Hello again, Ponta Delgado!

We arrived back in the Azores on Wednesday afternoon. The staff in the Skippers´Bar were delighted to see us again... or maybe not!

We´d been unlucky in that the weather forecasters changed their minds shortly after we set sail on 4th May - the revised forecast showing that we´d be heading into increasingly stormy conditions as we headed north. We slugged it out for a couple of days, and then came to the difficult decision that there was little point in making life miserable for ourselves, so we would return to the Azores and wait for more favourable conditions.

Once that decision had been made, our luck changed and we managed to avoid the worst of the weather on our way back to the safe haven of Ponta Delgado, and in fact enjoyed several days of very pleasant downwind sailing.

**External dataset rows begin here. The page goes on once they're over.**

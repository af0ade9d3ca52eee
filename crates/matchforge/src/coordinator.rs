//! The single task that owns the [`Matchmaker`].
//!
//! Connection handlers never touch the registries. They send [`Command`]s
//! here, and fired lifecycle timers arrive on a second channel. Both are
//! drained by one loop that finishes each event before taking the next,
//! so every matchmaking operation is atomic with respect to the others.

use matchforge_lifecycle::{LifecycleDelays, LifecycleScheduler, Transition};
use matchforge_protocol::{
    ClientEvent, CloseReason, ConnectionId, Inbound, Outbound, RoomId, ServerEvent, Settings,
};
use matchforge_room::{RoomConfig, RoomError};
use matchforge_session::{PlayerSender, SessionConfig};
use serde_json::Value;
use tokio::sync::{mpsc, oneshot};
use tracing::{debug, warn};

use crate::MatchforgeError;
use crate::matchmaker::{Matchmaker, MatchmakerStats};

/// Work for the coordinator.
#[derive(Debug)]
pub(crate) enum Command {
    Connected {
        connection_id: ConnectionId,
        sender: PlayerSender,
    },
    Inbound {
        connection_id: ConnectionId,
        frame: Inbound,
    },
    Disconnected {
        connection_id: ConnectionId,
    },
    Stats {
        reply: oneshot::Sender<MatchmakerStats>,
    },
}

/// Cheap, cloneable way to reach a running coordinator.
#[derive(Debug, Clone)]
pub struct CoordinatorHandle {
    commands: mpsc::UnboundedSender<Command>,
}

impl CoordinatorHandle {
    /// Current room and player counts plus every room's snapshot.
    pub async fn stats(&self) -> Result<MatchmakerStats, MatchforgeError> {
        let (reply, rx) = oneshot::channel();
        if !self.send(Command::Stats { reply }) {
            return Err(MatchforgeError::CoordinatorStopped);
        }
        rx.await.map_err(|_| MatchforgeError::CoordinatorStopped)
    }

    /// Queues a command. Returns `false` if the coordinator has stopped.
    pub(crate) fn send(&self, command: Command) -> bool {
        self.commands.send(command).is_ok()
    }
}

/// Builds the matchmaker and starts its task on the current runtime.
pub(crate) fn spawn(room_config: RoomConfig, session_config: SessionConfig) -> CoordinatorHandle {
    let (scheduler, transitions) = LifecycleScheduler::new(LifecycleDelays {
        waiting_timeout: room_config.waiting_timeout,
        cleanup_delay: room_config.cleanup_delay,
    });
    let matchmaker = Matchmaker::new(room_config, session_config, scheduler);
    let (commands, rx) = mpsc::unbounded_channel();
    tokio::spawn(run(matchmaker, rx, transitions));
    CoordinatorHandle { commands }
}

async fn run(
    mut matchmaker: Matchmaker,
    mut commands: mpsc::UnboundedReceiver<Command>,
    mut transitions: mpsc::UnboundedReceiver<Transition>,
) {
    debug!("coordinator running");

    loop {
        tokio::select! {
            command = commands.recv() => match command {
                Some(command) => handle_command(&mut matchmaker, command),
                None => break,
            },
            Some(transition) = transitions.recv() => {
                matchmaker.handle_transition(transition);
            }
        }
    }

    debug!("coordinator stopped");
}

fn handle_command(matchmaker: &mut Matchmaker, command: Command) {
    match command {
        Command::Connected {
            connection_id,
            sender,
        } => {
            if let Err(e) = matchmaker.connect(connection_id, sender) {
                warn!(%connection_id, error = %e, "connect rejected");
            }
        }
        Command::Inbound {
            connection_id,
            frame,
        } => dispatch(matchmaker, connection_id, frame),
        Command::Disconnected { connection_id } => matchmaker.disconnect(connection_id),
        Command::Stats { reply } => {
            let _ = reply.send(matchmaker.stats());
        }
    }
}

/// Routes one client frame to the matchmaker and answers it.
///
/// Successful placements already produced `room-joined`; when the request
/// carried an `ack`, the snapshot is repeated in an acknowledgement frame.
/// Failures answer with `error`, tagged with the `ack` if there was one.
pub(crate) fn dispatch(matchmaker: &mut Matchmaker, connection_id: ConnectionId, frame: Inbound) {
    let Inbound { ack, event } = frame;
    let name = event.name();

    let placed = match event {
        ClientEvent::SetName { name } => {
            matchmaker.set_name(connection_id, name.as_ref());
            return;
        }
        ClientEvent::CreateRoom {
            activity_id,
            max_players,
            settings,
        } => matchmaker.create_room(
            connection_id,
            activity_id.as_ref(),
            max_players.as_ref(),
            settings_field(settings),
        ),
        ClientEvent::JoinRoom { room_id } => {
            matchmaker.join_room(connection_id, room_id_field(room_id).as_ref())
        }
        ClientEvent::QuickPlay { activity_id } => match activity_field(activity_id.as_ref()) {
            Ok(activity) => matchmaker.quick_play(connection_id, activity),
            Err(e) => Err(e.into()),
        },
        ClientEvent::LeaveRoom {} => {
            let room_id = matchmaker.leave_room(connection_id);
            matchmaker.send(
                connection_id,
                Outbound::reply(
                    ack,
                    ServerEvent::RoomClosed {
                        room_id,
                        reason: CloseReason::YouLeft,
                    },
                ),
            );
            return;
        }
        ClientEvent::ListRooms { activity_id } => {
            // a filter no room can match lists nothing
            let rooms = match activity_field(activity_id.as_ref()) {
                Ok(activity) => matchmaker.list_rooms(activity),
                Err(_) => Vec::new(),
            };
            matchmaker.send(connection_id, Outbound::reply(ack, ServerEvent::RoomList { rooms }));
            return;
        }
        ClientEvent::RoomMessage { kind, data } => {
            if let Err(e) = matchmaker.relay_message(connection_id, kind, data) {
                reject(matchmaker, connection_id, ack, name, &e);
            }
            return;
        }
    };

    match placed {
        Ok(snapshot) => {
            if let Some(ack) = ack {
                matchmaker.send(
                    connection_id,
                    Outbound::reply(Some(ack), ServerEvent::RoomJoined(snapshot)),
                );
            }
        }
        Err(e) => reject(matchmaker, connection_id, ack, name, &e),
    }
}

/// A `roomId` that is not a string names no room.
fn room_id_field(raw: Option<Value>) -> Option<RoomId> {
    match raw {
        Some(Value::String(id)) => Some(RoomId::new(id)),
        _ => None,
    }
}

/// An optional `activityId` filter. Missing, `null` and `false` mean any
/// activity; other non-strings are refused.
fn activity_field(raw: Option<&Value>) -> Result<Option<&str>, RoomError> {
    match raw {
        None | Some(Value::Null) | Some(Value::Bool(false)) => Ok(None),
        Some(Value::String(activity)) => Ok(Some(activity.as_str())),
        Some(_) => Err(RoomError::InvalidActivity),
    }
}

/// Settings that are not a JSON object are dropped.
fn settings_field(raw: Option<Value>) -> Option<Settings> {
    match raw {
        Some(Value::Object(settings)) => Some(settings),
        _ => None,
    }
}

fn reject(
    matchmaker: &Matchmaker,
    connection_id: ConnectionId,
    ack: Option<u64>,
    event: &str,
    error: &MatchforgeError,
) {
    debug!(%connection_id, event, error = %error, "request rejected");
    matchmaker.send(
        connection_id,
        Outbound::reply(
            ack,
            ServerEvent::Error {
                message: error.to_string(),
            },
        ),
    );
}
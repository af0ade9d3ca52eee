//! Player sessions for Matchforge.
//!
//! - **Identity sanitizing**: untrusted display names and message sizes
//!   ([`sanitize_name`], [`check_payload_size`])
//! - **Player registry**: one [`Player`] per live connection
//!   ([`PlayerRegistry`])
//!
//! ```text
//! Room layer (above)  ← reads/writes a player's current room
//!     ↕
//! Session layer (this crate)
//!     ↕
//! Protocol layer (below)  ← ConnectionId, RoomId, Outbound
//! ```

mod error;
mod player;
mod registry;
mod sanitize;

pub use error::SessionError;
pub use player::{Player, PlayerSender, SessionConfig};
pub use registry::PlayerRegistry;
pub use sanitize::{DEFAULT_NAME, check_payload_size, sanitize_name};
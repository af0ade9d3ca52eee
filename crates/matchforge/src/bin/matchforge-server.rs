//! Standalone matchmaker.
//!
//! Environment:
//! - `MATCHFORGE_BIND`: listen address (default `127.0.0.1:8080`)
//! - `MATCHFORGE_PATH`: WebSocket path (default `/matchmaker`)
//! - `RUST_LOG`: log filter (default `info`)

use matchforge::prelude::*;
use tracing_subscriber::EnvFilter;

#[tokio::main]
async fn main() -> Result<(), MatchforgeError> {
    tracing_subscriber::fmt()
        .with_env_filter(
            EnvFilter::try_from_default_env().unwrap_or_else(|_| EnvFilter::new("info")),
        )
        .init();

    let bind = std::env::var("MATCHFORGE_BIND").unwrap_or_else(|_| "127.0.0.1:8080".into());
    let path = std::env::var("MATCHFORGE_PATH").unwrap_or_else(|_| "/matchmaker".into());

    let server = MatchforgeServer::builder()
        .bind(&bind)
        .path(&path)
        .build()
        .await?;

    if let Ok(addr) = server.local_addr() {
        tracing::info!(%addr, %path, "matchmaker listening");
    }
    server.run().await
}
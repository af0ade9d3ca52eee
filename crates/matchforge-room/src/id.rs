//! Room id generation.

use matchforge_protocol::RoomId;
use rand::Rng;

use crate::RoomRegistry;

/// Symbols room ids are drawn from: lowercase letters and digits.
pub const ROOM_ID_ALPHABET: &[u8; 36] = b"abcdefghijklmnopqrstuvwxyz0123456789";

/// Draws a `len`-character id that no currently registered room uses.
pub fn generate_room_id(rooms: &RoomRegistry, len: usize) -> RoomId {
    generate_room_id_with(rooms, len, &mut rand::rng())
}

/// Same as [`generate_room_id`], with a caller-supplied random source.
///
/// Retries until the candidate is free. The registry must not change
/// between this call and inserting the room under the returned id.
pub fn generate_room_id_with<R: Rng + ?Sized>(
    rooms: &RoomRegistry,
    len: usize,
    rng: &mut R,
) -> RoomId {
    loop {
        let candidate: String = (0..len)
            .map(|_| ROOM_ID_ALPHABET[rng.random_range(0..ROOM_ID_ALPHABET.len())] as char)
            .collect();
        let candidate = RoomId::new(candidate);
        if !rooms.contains(&candidate) {
            return candidate;
        }
        tracing::trace!(%candidate, "room id collision, retrying");
    }
}
//! Codec trait and the JSON implementation.
//!
//! Clients are browsers, so frames travel as JSON text. The [`Codec`]
//! trait keeps the coordinator independent of that choice.

use serde::{Serialize, de::DeserializeOwned};

use crate::ProtocolError;

/// Encodes values to bytes and decodes them back.
pub trait Codec: Send + Sync + 'static {
    /// Serializes a value into bytes.
    fn encode<T: Serialize>(&self, value: &T) -> Result<Vec<u8>, ProtocolError>;

    /// Deserializes bytes back into a value.
    fn decode<T: DeserializeOwned>(&self, data: &[u8]) -> Result<T, ProtocolError>;

    /// Serializes a value into a text frame.
    fn encode_text<T: Serialize>(&self, value: &T) -> Result<String, ProtocolError> {
        Ok(String::from_utf8(self.encode(value)?)?)
    }
}

/// A [`Codec`] that uses JSON (via `serde_json`).
///
/// ```rust
/// use matchforge_protocol::{ClientEvent, Codec, Inbound, JsonCodec};
///
/// let codec = JsonCodec;
/// let frame: Inbound = codec
///     .decode(br#"{"event":{"type":"leave-room"}}"#)
///     .unwrap();
/// assert_eq!(frame.event, ClientEvent::LeaveRoom {});
/// assert_eq!(frame.ack, None);
/// ```
#[derive(Debug, Clone, Copy, Default)]
pub struct JsonCodec;

impl Codec for JsonCodec {
    fn encode<T: Serialize>(&self, value: &T) -> Result<Vec<u8>, ProtocolError> {
        serde_json::to_vec(value).map_err(ProtocolError::Encode)
    }

    fn decode<T: DeserializeOwned>(&self, data: &[u8]) -> Result<T, ProtocolError> {
        serde_json::from_slice(data).map_err(ProtocolError::Decode)
    }
}
//! Error types for the session layer.

use matchforge_protocol::{ConnectionId, RoomId};

/// Errors raised by the player registry and the sanitizer.
#[derive(Debug, thiserror::Error)]
pub enum SessionError {
    /// No player is registered for this connection.
    #[error("no player registered for {0}")]
    NotFound(ConnectionId),

    /// The connection already has a player record.
    #[error("{0} is already registered")]
    AlreadyRegistered(ConnectionId),

    /// The player must leave their room before the record can go.
    #[error("{0} is still seated in room {1}")]
    StillInRoom(ConnectionId, RoomId),

    /// An application message exceeded the relay size bound.
    #[error("Message too large.")]
    PayloadTooLarge { size: usize, max: usize },
}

This is a less than ideal situation for skipper Russ, to embark on the final leg of his circumnavigation only to be thwarted by a freak period of prolonged easterly winds.

But purely selfishly, I´ve achieved everything I needed to during this phase of my preparations - I´m now confident that I can cope with big waves, dark moonless nights, being in a small boat far from land, night watches and disrupted sleep. All this will stand me in good stead come November.

And get this - I´ve managed to find myself an ocean rowing boat to practice in! Well, OK, more of a coastal rowing boat... the local yacht club just happens to have a craft designed by ocean-rowing legend Gerard D´Aboville, which will be the perfect way for me to get some training in before I head back to the UK.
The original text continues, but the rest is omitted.